Our study has several limitations. Its retrospective nature weakens our ability to establish causality. During the study period, our institution continued to simultaneously create and implement additional ERAS pathways, potentially confounding our data. Our results may also have limited generalizability, as our study specifically focused on ERAS hysterectomy patients. Further, while we excluded PACU stays of longer than 500 min (0.94% of total population) from our analysis, our study does not address urinary retention or intractable post-operative nausea as potential causes of delayed discharge from the PACU, which may also confound our data.
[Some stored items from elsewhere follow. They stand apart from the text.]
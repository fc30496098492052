use anyhow::{Context, Result, bail};
use chrono::{DateTime, Utc};
use serde::{Deserialize, Serialize};
use std::collections::{HashMap, HashSet};
use std::sync::Arc;
use std::time::Duration;
use tokio::sync::{Mutex, RwLock, Semaphore};
use tokio_cron_scheduler::{Job, JobScheduler};
use uuid::Uuid;

use crate::config::SchedulerConfig;
use crate::core::product_manager::{ProductCheckResult, ProductManager};
use crate::models::Product;

#[derive(Debug, Clone, Serialize, Deserialize)]
pub struct JobInfo {
    pub id: Uuid,
    pub product_id: String,
    pub interval_minutes: u64,
    pub status: JobStatus,
    pub created_at: DateTime<Utc>,
    pub last_run: Option<DateTime<Utc>>,
    pub run_count: u64,
    pub success_count: u64,
    pub error_count: u64,
    pub last_error: Option<String>,
}

#[derive(Debug, Clone, Copy, Serialize, Deserialize, PartialEq, Eq)]
pub enum JobStatus {
    Active,
    Error,
}

#[derive(Debug, Clone, Serialize, Deserialize)]
pub struct SchedulerStats {
    pub total_jobs: usize,
    pub active_jobs: usize,
    pub failing_jobs: usize,
    pub running_jobs: usize,
    pub completed_runs: u64,
    pub failed_runs: u64,
    pub uptime_seconds: u64,
}

/// What a `sync_products` pass changed.
#[derive(Debug, Clone, Default, PartialEq, Eq, Serialize, Deserialize)]
pub struct SyncReport {
    pub scheduled: usize,
    pub rescheduled: usize,
    pub unscheduled: usize,
}

impl SyncReport {
    pub fn is_empty(&self) -> bool {
        self.scheduled == 0 && self.rescheduled == 0 && self.unscheduled == 0
    }
}

/// State shared between the scheduler handle and its job closures.
#[derive(Clone)]
struct CheckRunner {
    product_manager: Arc<ProductManager>,
    jobs: Arc<RwLock<HashMap<String, JobInfo>>>, // product_id -> JobInfo
    running: Arc<Mutex<HashSet<String>>>,        // product_ids with a check in flight
    permits: Arc<Semaphore>,
    capacity: u32,
}

impl CheckRunner {
    /// Runs one scheduled tick. Skips the tick when the previous check of
    /// the same product is still running, or when the product was deleted or
    /// switched to manual since it was scheduled.
    async fn execute_product_check(&self, product_id: String) -> Option<ProductCheckResult> {
        if !self.running.lock().await.insert(product_id.clone()) {
            tracing::debug!("Previous check for {} still running, skipping tick", product_id);
            return None;
        }

        let result = self.check_current(&product_id).await;
        self.running.lock().await.remove(&product_id);
        result
    }

    async fn check_current(&self, product_id: &str) -> Option<ProductCheckResult> {
        let Ok(_permit) = self.permits.acquire().await else {
            return None;
        };

        let product = match self.product_manager.find_product(product_id).await {
            Ok(Some(product)) if product.auto_track => product,
            Ok(_) => {
                tracing::info!("Product {} is gone or manual, skipping scheduled check", product_id);
                return None;
            }
            Err(e) => {
                tracing::error!("Failed to load product {}: {}", product_id, e);
                self.update_job_stats(product_id, false, Some(e.to_string())).await;
                return None;
            }
        };

        self.run(&product).await.ok()
    }

    async fn run(&self, product: &Product) -> Result<ProductCheckResult> {
        tracing::debug!("Starting check for product: {}", product.id);

        match self.product_manager.check_product(product).await {
            Ok(result) => {
                self.update_job_stats(&product.id, result.success, result.error.clone()).await;
                Ok(result)
            }
            Err(e) => {
                tracing::error!("Failed to check product {}: {}", product.id, e);
                self.update_job_stats(&product.id, false, Some(e.to_string())).await;
                Err(anyhow::Error::new(e).context(format!("check of product {} failed", product.id)))
            }
        }
    }

    async fn update_job_stats(&self, product_id: &str, success: bool, error: Option<String>) {
        let mut jobs = self.jobs.write().await;
        if let Some(job_info) = jobs.get_mut(product_id) {
            job_info.last_run = Some(Utc::now());
            job_info.run_count += 1;

            if success {
                job_info.success_count += 1;
                job_info.last_error = None;
                job_info.status = JobStatus::Active;
            } else {
                job_info.error_count += 1;
                job_info.last_error = error;
                job_info.status = JobStatus::Error;
            }
        }
    }
}

/// Runs a repeating price check per auto-tracked product.
#[derive(Clone)]
pub struct ProductScheduler {
    scheduler: JobScheduler,
    runner: CheckRunner,
    config: SchedulerConfig,
    start_time: DateTime<Utc>,
}

impl ProductScheduler {
    pub async fn new(product_manager: Arc<ProductManager>, config: SchedulerConfig) -> Result<Self> {
        let scheduler = JobScheduler::new().await?;
        let capacity = u32::try_from(config.max_concurrent_checks.max(1)).unwrap_or(u32::MAX);

        Ok(Self {
            scheduler,
            runner: CheckRunner {
                product_manager,
                jobs: Arc::new(RwLock::new(HashMap::new())),
                running: Arc::new(Mutex::new(HashSet::new())),
                permits: Arc::new(Semaphore::new(capacity as usize)),
                capacity,
            },
            config,
            start_time: Utc::now(),
        })
    }

    pub async fn start(&self) -> Result<()> {
        self.scheduler.start().await?;
        tracing::info!("Product scheduler started");
        Ok(())
    }

    /// Stops issuing ticks and waits for checks already in flight to finish,
    /// so none is cut off between storing a price and evaluating it. Ticks
    /// that had not started yet are dropped.
    pub async fn shutdown(&self) -> Result<()> {
        let mut scheduler = self.scheduler.clone();
        scheduler.shutdown().await?;
        self.runner.jobs.write().await.clear();

        let in_flight = self.runner.capacity as usize - self.runner.permits.available_permits();
        if in_flight > 0 {
            tracing::info!("Waiting for {} in-flight checks", in_flight);
        }
        // Holding every permit means nothing is running; closing stops queued ticks
        if let Ok(drained) = self.runner.permits.acquire_many(self.runner.capacity).await {
            self.runner.permits.close();
            drop(drained);
        }

        tracing::info!("Product scheduler shutdown");
        Ok(())
    }

    /// Schedule a product for regular checking
    pub async fn schedule_product(&self, product: &Product) -> Result<()> {
        if !product.auto_track {
            bail!("Cannot schedule manual product {}", product.id);
        }

        // Remove existing job if any
        self.unschedule_product(&product.id).await?;

        let interval_minutes = product.interval_minutes(self.config.check_interval_minutes);
        let runner = self.runner.clone();
        let product_id_for_job = product.id.clone();

        let job = Job::new_repeated_async(Duration::from_secs(interval_minutes * 60), move |_uuid, _l| {
            let runner = runner.clone();
            let product_id = product_id_for_job.clone();

            Box::pin(async move {
                runner.execute_product_check(product_id).await;
            })
        })?;

        let id = self.scheduler.add(job).await?;

        let job_info = JobInfo {
            id,
            product_id: product.id.clone(),
            interval_minutes,
            status: JobStatus::Active,
            created_at: Utc::now(),
            last_run: None,
            run_count: 0,
            success_count: 0,
            error_count: 0,
            last_error: None,
        };
        self.runner.jobs.write().await.insert(product.id.clone(), job_info);

        tracing::info!("Scheduled product {} every {} minutes", product.id, interval_minutes);
        Ok(())
    }

    /// Unschedule a product
    pub async fn unschedule_product(&self, product_id: &str) -> Result<()> {
        let removed = self.runner.jobs.write().await.remove(product_id);

        if let Some(job_info) = removed {
            self.scheduler.remove(&job_info.id).await?;
            tracing::info!("Unscheduled product {} (job: {})", product_id, job_info.id);
        }

        Ok(())
    }

    /// Update schedule for a product
    pub async fn reschedule_product(&self, product: &Product) -> Result<()> {
        self.unschedule_product(&product.id).await?;

        if product.auto_track {
            self.schedule_product(product).await?;
        }

        Ok(())
    }

    /// Brings the job set in line with the stored auto-tracked products.
    pub async fn sync_products(&self) -> Result<SyncReport> {
        let products = self
            .runner
            .product_manager
            .list_auto_tracked()
            .await
            .context("failed to list auto-tracked products")?;

        let mut report = SyncReport::default();
        let wanted: HashSet<&str> = products.iter().map(|p| p.id.as_str()).collect();

        let stale: Vec<String> = {
            let jobs = self.runner.jobs.read().await;
            jobs.keys()
                .filter(|id| !wanted.contains(id.as_str()))
                .cloned()
                .collect()
        };
        for product_id in stale {
            self.unschedule_product(&product_id).await?;
            report.unscheduled += 1;
        }

        for product in &products {
            let interval = product.interval_minutes(self.config.check_interval_minutes);
            let current = self.get_job_info(&product.id).await.map(|job| job.interval_minutes);

            match current {
                None => {
                    self.schedule_product(product).await?;
                    report.scheduled += 1;
                    if self.config.check_on_start {
                        let runner = self.runner.clone();
                        let product_id = product.id.clone();
                        tokio::spawn(async move {
                            runner.execute_product_check(product_id).await;
                        });
                    }
                }
                Some(existing) if existing != interval => {
                    self.reschedule_product(product).await?;
                    report.rescheduled += 1;
                }
                Some(_) => {}
            }
        }

        if !report.is_empty() {
            tracing::info!(
                "Synced schedule: {} added, {} changed, {} removed",
                report.scheduled,
                report.rescheduled,
                report.unscheduled
            );
        }
        Ok(report)
    }

    /// Get job information for a product
    pub async fn get_job_info(&self, product_id: &str) -> Option<JobInfo> {
        let jobs = self.runner.jobs.read().await;
        jobs.get(product_id).cloned()
    }

    /// Get all scheduled jobs
    pub async fn list_jobs(&self) -> Vec<JobInfo> {
        let jobs = self.runner.jobs.read().await;
        jobs.values().cloned().collect()
    }

    /// Get scheduler statistics
    pub async fn get_stats(&self) -> SchedulerStats {
        let jobs = self.runner.jobs.read().await;
        let running = self.runner.running.lock().await;

        let uptime = Utc::now().signed_duration_since(self.start_time);

        SchedulerStats {
            total_jobs: jobs.len(),
            active_jobs: jobs.values().filter(|j| j.status == JobStatus::Active).count(),
            failing_jobs: jobs.values().filter(|j| j.status == JobStatus::Error).count(),
            running_jobs: running.len(),
            completed_runs: jobs.values().map(|j| j.success_count).sum(),
            failed_runs: jobs.values().map(|j| j.error_count).sum(),
            uptime_seconds: uptime.num_seconds().max(0) as u64,
        }
    }

    /// Check if a product job is currently running
    pub async fn is_job_running(&self, product_id: &str) -> bool {
        self.runner.running.lock().await.contains(product_id)
    }

    /// Execute a product check immediately (outside of schedule)
    pub async fn run_job_now(&self, product_id: &str) -> Result<ProductCheckResult> {
        if !self.runner.running.lock().await.insert(product_id.to_string()) {
            bail!("Job is already running for product: {}", product_id);
        }

        tracing::info!("Running immediate check for product: {}", product_id);

        let result = match self.runner.product_manager.get_product(product_id).await {
            Ok(product) => self.runner.run(&product).await,
            Err(e) => Err(e.into()),
        };

        self.runner.running.lock().await.remove(product_id);
        result
    }
}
This remains an area of ongoing research at our institution.

Finally, there is a potential for temporal variation in gabapentin administration and the time course of the study period. While ERAS Hysterectomy patients received a wide variety of gabapentin doses throughout the examined time period, it is possible that the activation of additional ERAS pathways such as mastectomy with immediate reconstruction could have impacted gabapentin administration patterns over time.

Conclusions

In our study of hysterectomy patients enrolled in ERAS pathways, preoperative gabapentin administration was associated with two statistically significant effects: increase in PACU LOS and decrease in perioperative opioid requirements. However, both the PACU LOS and opioid requirement effect sizes were small and unlikely to be clinically significant.